Work item
Transcribe the data below verbatim from the line with "pub mod movement_logic;" to the line with "frame.render_widget(Clear, modal);". Include both of those lines.

*** Exercise materials ***

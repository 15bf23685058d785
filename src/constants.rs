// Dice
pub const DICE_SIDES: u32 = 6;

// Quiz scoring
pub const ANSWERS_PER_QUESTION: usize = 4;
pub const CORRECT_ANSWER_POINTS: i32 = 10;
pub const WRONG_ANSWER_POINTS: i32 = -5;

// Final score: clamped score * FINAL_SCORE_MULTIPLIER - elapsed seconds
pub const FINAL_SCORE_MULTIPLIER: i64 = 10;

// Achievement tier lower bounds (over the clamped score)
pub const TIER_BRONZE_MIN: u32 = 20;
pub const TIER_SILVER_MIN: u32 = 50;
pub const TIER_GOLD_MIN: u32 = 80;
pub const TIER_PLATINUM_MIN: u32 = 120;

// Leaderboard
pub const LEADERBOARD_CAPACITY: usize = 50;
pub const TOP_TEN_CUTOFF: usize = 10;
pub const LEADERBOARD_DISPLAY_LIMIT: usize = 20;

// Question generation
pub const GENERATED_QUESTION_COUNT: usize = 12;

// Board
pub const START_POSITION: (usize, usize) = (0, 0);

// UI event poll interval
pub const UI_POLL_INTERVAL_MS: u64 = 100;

***
*** Exercise materials ***

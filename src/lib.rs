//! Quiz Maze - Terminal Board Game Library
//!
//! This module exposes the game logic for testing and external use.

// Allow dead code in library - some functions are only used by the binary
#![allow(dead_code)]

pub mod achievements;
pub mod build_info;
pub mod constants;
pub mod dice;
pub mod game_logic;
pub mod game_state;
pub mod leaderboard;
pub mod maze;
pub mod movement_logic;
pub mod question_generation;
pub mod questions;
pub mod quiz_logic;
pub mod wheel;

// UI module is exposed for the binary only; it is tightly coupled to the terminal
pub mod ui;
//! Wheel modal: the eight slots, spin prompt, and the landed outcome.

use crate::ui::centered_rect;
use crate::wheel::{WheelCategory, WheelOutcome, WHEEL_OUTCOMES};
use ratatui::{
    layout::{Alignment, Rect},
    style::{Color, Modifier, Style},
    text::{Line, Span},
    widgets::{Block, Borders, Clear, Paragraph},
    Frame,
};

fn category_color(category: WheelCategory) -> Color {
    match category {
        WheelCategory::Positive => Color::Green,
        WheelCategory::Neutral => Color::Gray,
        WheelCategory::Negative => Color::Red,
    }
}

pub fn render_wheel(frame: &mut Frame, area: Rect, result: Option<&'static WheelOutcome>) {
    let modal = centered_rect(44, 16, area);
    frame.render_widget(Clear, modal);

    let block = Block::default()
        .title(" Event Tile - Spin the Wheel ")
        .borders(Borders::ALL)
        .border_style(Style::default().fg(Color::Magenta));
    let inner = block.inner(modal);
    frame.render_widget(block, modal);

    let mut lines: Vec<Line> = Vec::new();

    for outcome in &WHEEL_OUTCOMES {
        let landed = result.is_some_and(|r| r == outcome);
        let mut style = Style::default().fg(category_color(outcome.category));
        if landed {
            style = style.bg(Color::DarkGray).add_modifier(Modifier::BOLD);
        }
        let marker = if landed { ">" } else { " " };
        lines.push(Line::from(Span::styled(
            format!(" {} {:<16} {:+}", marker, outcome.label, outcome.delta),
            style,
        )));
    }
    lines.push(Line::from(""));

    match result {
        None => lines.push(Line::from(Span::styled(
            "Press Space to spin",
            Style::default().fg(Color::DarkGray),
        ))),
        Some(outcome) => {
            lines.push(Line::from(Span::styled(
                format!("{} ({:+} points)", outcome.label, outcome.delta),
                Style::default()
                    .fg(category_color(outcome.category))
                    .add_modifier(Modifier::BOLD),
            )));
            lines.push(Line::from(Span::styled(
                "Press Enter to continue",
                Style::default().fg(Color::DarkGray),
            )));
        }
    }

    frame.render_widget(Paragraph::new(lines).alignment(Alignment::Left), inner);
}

***
*** Exercise materials ***

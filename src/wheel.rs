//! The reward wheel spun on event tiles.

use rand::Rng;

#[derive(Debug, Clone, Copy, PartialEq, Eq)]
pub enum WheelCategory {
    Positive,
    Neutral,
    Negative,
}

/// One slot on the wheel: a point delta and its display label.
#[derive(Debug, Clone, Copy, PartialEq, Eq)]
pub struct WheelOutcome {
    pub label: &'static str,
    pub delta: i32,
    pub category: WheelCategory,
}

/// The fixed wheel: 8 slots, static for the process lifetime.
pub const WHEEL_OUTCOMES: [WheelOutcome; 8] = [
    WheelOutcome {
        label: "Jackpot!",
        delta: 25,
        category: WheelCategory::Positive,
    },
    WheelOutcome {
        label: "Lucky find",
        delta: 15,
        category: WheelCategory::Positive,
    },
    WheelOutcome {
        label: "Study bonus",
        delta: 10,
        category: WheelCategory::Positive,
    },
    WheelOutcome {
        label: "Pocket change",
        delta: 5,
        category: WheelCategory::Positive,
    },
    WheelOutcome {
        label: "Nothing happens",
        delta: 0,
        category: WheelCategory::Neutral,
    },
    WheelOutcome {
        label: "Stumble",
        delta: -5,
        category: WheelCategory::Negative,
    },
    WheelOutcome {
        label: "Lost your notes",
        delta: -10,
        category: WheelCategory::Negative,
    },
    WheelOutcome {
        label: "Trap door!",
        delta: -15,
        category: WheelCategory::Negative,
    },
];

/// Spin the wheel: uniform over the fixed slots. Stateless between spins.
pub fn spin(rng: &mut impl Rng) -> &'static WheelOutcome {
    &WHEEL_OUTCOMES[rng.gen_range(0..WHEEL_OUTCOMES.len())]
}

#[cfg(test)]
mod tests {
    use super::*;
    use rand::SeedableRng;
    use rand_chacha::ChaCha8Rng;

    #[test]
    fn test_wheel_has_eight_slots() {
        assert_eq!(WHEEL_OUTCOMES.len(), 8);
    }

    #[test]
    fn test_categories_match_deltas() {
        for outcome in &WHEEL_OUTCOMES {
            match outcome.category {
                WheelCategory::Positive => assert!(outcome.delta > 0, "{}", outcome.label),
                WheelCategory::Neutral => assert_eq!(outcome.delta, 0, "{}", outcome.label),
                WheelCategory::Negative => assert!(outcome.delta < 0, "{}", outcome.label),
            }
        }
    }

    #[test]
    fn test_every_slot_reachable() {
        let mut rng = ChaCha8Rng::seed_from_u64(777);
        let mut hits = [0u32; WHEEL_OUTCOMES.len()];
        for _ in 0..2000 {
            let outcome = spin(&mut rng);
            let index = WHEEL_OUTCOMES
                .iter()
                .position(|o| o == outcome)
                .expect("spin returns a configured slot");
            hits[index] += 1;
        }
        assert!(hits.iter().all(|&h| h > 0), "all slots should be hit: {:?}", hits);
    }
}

***

Answer to the exercise
pub mod movement_logic;
pub mod question_generation;
pub mod questions;
pub mod quiz_logic;
pub mod wheel;

// UI module is exposed for the binary only; it is tightly coupled to the terminal
pub mod ui;
//! Wheel modal: the eight slots, spin prompt, and the landed outcome.

use crate::ui::centered_rect;
use crate::wheel::{WheelCategory, WheelOutcome, WHEEL_OUTCOMES};
use ratatui::{
    layout::{Alignment, Rect},
    style::{Color, Modifier, Style},
    text::{Line, Span},
    widgets::{Block, Borders, Clear, Paragraph},
    Frame,
};

fn category_color(category: WheelCategory) -> Color {
    match category {
        WheelCategory::Positive => Color::Green,
        WheelCategory::Neutral => Color::Gray,
        WheelCategory::Negative => Color::Red,
    }
}

pub fn render_wheel(frame: &mut Frame, area: Rect, result: Option<&'static WheelOutcome>) {
    let modal = centered_rect(44, 16, area);
    frame.render_widget(Clear, modal);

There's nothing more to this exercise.